Haythorpe noted that feedback from financiers had suggested that developing the gas plant first would provide the company with a wider appeal, as Queensland was looking for new gas supplies in the face of uncertainty in its domestic gas supply, as local volumes were dedicated to long-term liquefied natural gas (LNG) contracts for processing facilities being developed at Gladstone.

“This market pressure favours a higher priority focus on getting our own gas plant established but in a manner which continues to allow Liberty to back-end the gas plant into our long-term objective of a combined and world-first integrated low-cost gas, electricity and urea production operation,” he said.

Liberty plans to inject saline water and oxygen into coal seams to generate natural hydrogen-enriched syngas to bring to surface from unmineable coal seams across the company’s large tract of tenements that stretch all the way from Goondiwindi in the south, to Longreach in the north. The bulk of the acreage is on non-farming state-held land.

While the process uses conventional horizontal drilling, it has the dual benefit of soaking up saline groundwater from the surface, thereby improving top-soil conditions, and leaving the residue salt from gas generation buried 500 m to 1 500 m deep in confined coal seams well below any aquifers, the company said.

Liberty’s larger project proposed a single but integrated complex comprising separate plant units for syngas clean-up, acid facilities to produce refined sulphur, low-cost power generation, ammonia and urea processing facilities and a water treatment component.

“Our decision to move ahead on the gas plant follows the emergence by 2013 from three years of work of new state-of-the-art gas processing technology able to produce pipeline or LNG specification gas - and that promises much earlier cash flow for Liberty,” Haythorpe said.

“This cash flow will be critical to helping fund Liberty’s contribution to the subsequent integrated plant.”

The Denison project has an Inferred coal resource of 846-million tons.
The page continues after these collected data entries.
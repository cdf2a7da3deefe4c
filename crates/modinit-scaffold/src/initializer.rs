//! The project initialization pipeline.
//!
//! Stages run strictly in order:
//!
//! ```text
//! ToolchainCheck -> ModuleInit -> DirCreate -> FileGen -> DepsTidy -> Report
//! ```
//!
//! Any error ends the run immediately. Nothing is rolled back: a failure in
//! `DepsTidy` (under [`TidyFailurePolicy::Abort`]) leaves the generated files
//! on disk.

use std::fmt;
use std::path::PathBuf;

use modinit_config::{InitConfig, TidyFailurePolicy};
use modinit_core::{InitError, Result};
use tracing::{info, warn};

use crate::command::{CommandRunner, SystemRunner, run_checked};
use crate::detection::{ToolchainDetection, detect_toolchain};
use crate::generator::{
    DirectoryEntry, WrittenFile, create_directory_structure, ensure_writable, write_project_files,
};
use crate::listing::{Listing, list_directory};

/// Pipeline stage, used for log context.
#[derive(Debug, Clone, Copy, PartialEq, Eq)]
pub enum Stage {
    ToolchainCheck,
    ModuleInit,
    DirCreate,
    FileGen,
    DepsTidy,
    Report,
}

impl fmt::Display for Stage {
    fn fmt(&self, f: &mut fmt::Formatter<'_>) -> fmt::Result {
        let name = match self {
            Stage::ToolchainCheck => "toolchain-check",
            Stage::ModuleInit => "module-init",
            Stage::DirCreate => "dir-create",
            Stage::FileGen => "file-gen",
            Stage::DepsTidy => "deps-tidy",
            Stage::Report => "report",
        };
        f.write_str(name)
    }
}

/// What to initialize and where.
#[derive(Debug, Clone, PartialEq, Eq)]
pub struct InitRequest {
    /// Module name, used verbatim
    pub module_name: String,
    /// Project root; commands run here and paths are relative to it
    pub root: PathBuf,
}

impl InitRequest {
    pub fn new(module_name: impl Into<String>, root: impl Into<PathBuf>) -> Self {
        Self {
            module_name: module_name.into(),
            root: root.into(),
        }
    }

    /// Request rooted at the process working directory.
    pub fn in_current_dir(module_name: impl Into<String>) -> Result<Self> {
        let root = std::env::current_dir()
            .map_err(|e| InitError::internal(format!("cannot read current directory: {e}")))?;
        Ok(Self::new(module_name, root))
    }
}

/// Result of the tidy pass.
#[derive(Debug, Clone, PartialEq, Eq)]
pub enum TidyOutcome {
    Succeeded,
    /// Failed but tolerated by [`TidyFailurePolicy::Warn`]
    Failed { stderr: String },
}

/// Summary of a completed run.
#[derive(Debug, Clone)]
pub struct InitReport {
    pub module_name: String,
    pub toolchain: ToolchainDetection,
    pub directories: Vec<DirectoryEntry>,
    pub files: Vec<WrittenFile>,
    pub tidy: TidyOutcome,
    /// `None` when no listing command succeeded
    pub listing: Option<Listing>,
}

impl InitReport {
    /// Success line shown to the user.
    pub fn success_message(&self) -> String {
        format!("✅ Initialized Go module: {}", self.module_name)
    }

    /// Warning shown when a failed tidy pass was tolerated.
    pub fn tidy_warning(&self) -> Option<String> {
        match &self.tidy {
            TidyOutcome::Succeeded => None,
            TidyOutcome::Failed { stderr } => Some(format!(
                "⚠️  {} mod tidy failed: {}",
                self.toolchain.name,
                stderr.trim()
            )),
        }
    }
}

/// Drives the pipeline with a configurable command runner.
pub struct Initializer<R: CommandRunner = SystemRunner> {
    config: InitConfig,
    runner: R,
}

impl Initializer<SystemRunner> {
    /// Initializer that runs real processes.
    pub fn new(config: InitConfig) -> Self {
        Self::with_runner(config, SystemRunner)
    }
}

impl<R: CommandRunner> Initializer<R> {
    pub fn with_runner(config: InitConfig, runner: R) -> Self {
        Self { config, runner }
    }

    pub fn config(&self) -> &InitConfig {
        &self.config
    }

    pub fn runner(&self) -> &R {
        &self.runner
    }

    /// Run the whole pipeline for `request`.
    pub fn initialize(&self, request: &InitRequest) -> Result<InitReport> {
        let root = request.root.as_path();
        let name = request.module_name.as_str();
        info!(module = name, root = %root.display(), "initializing module");

        info!(stage = %Stage::ToolchainCheck, toolchain = %self.config.toolchain, "checking toolchain");
        let toolchain = detect_toolchain(&self.runner, &self.config.toolchain, root)?;
        ensure_writable(root, self.config.overwrite_existing)?;

        info!(stage = %Stage::ModuleInit, "running mod init");
        run_checked(&self.runner, &toolchain.command(["mod", "init", name]), root)?;

        info!(stage = %Stage::DirCreate, "creating directories");
        let directories = create_directory_structure(root)?;

        info!(stage = %Stage::FileGen, "writing project files");
        let files = write_project_files(root, name, self.config.overwrite_existing)?;

        info!(stage = %Stage::DepsTidy, "running mod tidy");
        let tidy = self.tidy(&toolchain, request)?;

        info!(stage = %Stage::Report, "listing project");
        let listing = list_directory(&self.runner, &self.config.listing, root);

        Ok(InitReport {
            module_name: request.module_name.clone(),
            toolchain,
            directories,
            files,
            tidy,
            listing,
        })
    }

    fn tidy(&self, toolchain: &ToolchainDetection, request: &InitRequest) -> Result<TidyOutcome> {
        match run_checked(&self.runner, &toolchain.command(["mod", "tidy"]), &request.root) {
            Ok(_) => Ok(TidyOutcome::Succeeded),
            Err(InitError::CommandFailed { stderr, .. })
                if self.config.tidy_failure == TidyFailurePolicy::Warn =>
            {
                warn!(stderr = %stderr.trim(), "mod tidy failed, continuing");
                Ok(TidyOutcome::Failed { stderr })
            }
            Err(e) => Err(e),
        }
    }
}
//! Completion listing.
//!
//! Tries each candidate in order and keeps the first successful output.
//! Failures are never surfaced: the listing is informational only.

use std::path::Path;

use modinit_config::ListingCommand;
use tracing::debug;

use crate::command::{CommandRunner, CommandSpec};

/// Output of the listing command that succeeded.
#[derive(Debug, Clone, PartialEq, Eq)]
pub struct Listing {
    pub command: String,
    pub output: String,
}

/// Run the listing chain in `cwd`. Returns `None` when every candidate fails.
pub fn list_directory<R: CommandRunner + ?Sized>(
    runner: &R,
    candidates: &[ListingCommand],
    cwd: &Path,
) -> Option<Listing> {
    for candidate in candidates {
        let spec = CommandSpec::new(&candidate.program).args(&candidate.args);

        match runner.run(&spec, cwd) {
            Ok(output) if output.success => {
                return Some(Listing {
                    command: spec.to_string(),
                    output: output.stdout,
                });
            }
            Ok(output) => {
                debug!(command = %spec, exit_code = ?output.exit_code, "listing command failed");
            }
            Err(e) => {
                debug!(command = %spec, error = %e, "listing command unavailable");
            }
        }
    }

    debug!("no listing command succeeded");
    None
}
//! Go module scaffolding.
//!
//! This crate provides the initialization pipeline: toolchain detection,
//! `go mod init`, directory and file generation, `go mod tidy`, and the
//! completion listing.

pub mod command;
pub mod detection;
pub mod generator;
pub mod guidance;
pub mod initializer;
pub mod listing;
pub mod templates;

pub use command::{CommandOutput, CommandRunner, CommandSpec, SystemRunner};
pub use detection::ToolchainDetection;
pub use guidance::{Platform, generate_guidance};
pub use initializer::{InitReport, InitRequest, Initializer, Stage, TidyOutcome};
pub use templates::TemplateRenderer;
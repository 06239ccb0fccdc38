//! Route table and router construction

use crate::gate::require_session;
use crate::server::pages;
use crate::server::AppState;
use axum::{
    middleware,
    routing::{get, post},
    Router,
};
use tower_http::trace::TraceLayer;

/// A page route
#[derive(Debug, Clone, Copy, PartialEq, Eq)]
pub struct RouteInfo {
    pub path: &'static str,
    pub title: &'static str,
    /// Requires an authenticated session
    pub protected: bool,
    /// Listed in the navigation bar
    pub in_nav: bool,
}

impl RouteInfo {
    const fn public(path: &'static str, title: &'static str) -> Self {
        Self {
            path,
            title,
            protected: false,
            in_nav: false,
        }
    }

    const fn protected(path: &'static str, title: &'static str) -> Self {
        Self {
            path,
            title,
            protected: true,
            in_nav: true,
        }
    }
}

/// Every page the app serves, in navigation order
pub const ROUTES: &[RouteInfo] = &[
    RouteInfo::public("/", "Home"),
    RouteInfo::public("/signin", "Sign in"),
    RouteInfo::public("/auth/verify", "Verify sign-in"),
    RouteInfo::protected("/dashboard", "Dashboard"),
    RouteInfo::protected("/transactions", "Transactions"),
    RouteInfo::protected("/subscriptions", "Subscriptions"),
    RouteInfo::protected("/insights", "Insights"),
    RouteInfo::protected("/settings", "Settings"),
];

/// Look up a page route by path
pub fn route(path: &str) -> Option<&'static RouteInfo> {
    ROUTES.iter().find(|r| r.path == path)
}

/// Title of a page route, falling back to the app name
pub fn title(path: &str) -> &'static str {
    route(path).map_or("Kharcha", |r| r.title)
}

/// Build the application router
///
/// The auth gate wraps the protected subtree once; handlers inside it can
/// rely on a `Session` extension.
pub fn build_router(state: AppState) -> Router {
    let protected = Router::new()
        .route("/dashboard", get(pages::dashboard))
        .route(
            "/transactions",
            get(pages::transactions).post(pages::add_transaction),
        )
        .route(
            "/subscriptions",
            get(pages::subscriptions).post(pages::add_subscription),
        )
        .route("/insights", get(pages::insights))
        .route("/settings", get(pages::settings))
        .route("/loans", post(pages::add_loan))
        .route("/loans/{id}/settle", post(pages::settle_loan))
        .route("/notifications/read", post(pages::mark_notifications_read))
        .route_layer(middleware::from_fn_with_state(state.clone(), require_session));

    let public = Router::new()
        .route("/", get(pages::home))
        .route("/signin", get(pages::sign_in_page).post(pages::sign_in))
        .route("/auth/verify", get(pages::verify_link))
        .route("/signout", post(pages::sign_out))
        .route("/health", get(health_handler));

    public
        .merge(protected)
        .layer(TraceLayer::new_for_http())
        .with_state(state)
}

async fn health_handler() -> &'static str {
    "ok"
}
Haythorpe says Liberty’s work to date points to a production of 1 000 PJ of raw syngas per every 100-million tons of coal, or the equivalent of just under 900 PJ per 100-million tons of coal when upgraded to pipeline specification gas.

If layered over the company’s fertiliser plant specifications, the same gas volumes from coal would produce 30-million tons of ammonia or 72-million tons of low-cost urea – at a time when the global urea market consumes about 160-million tons a year.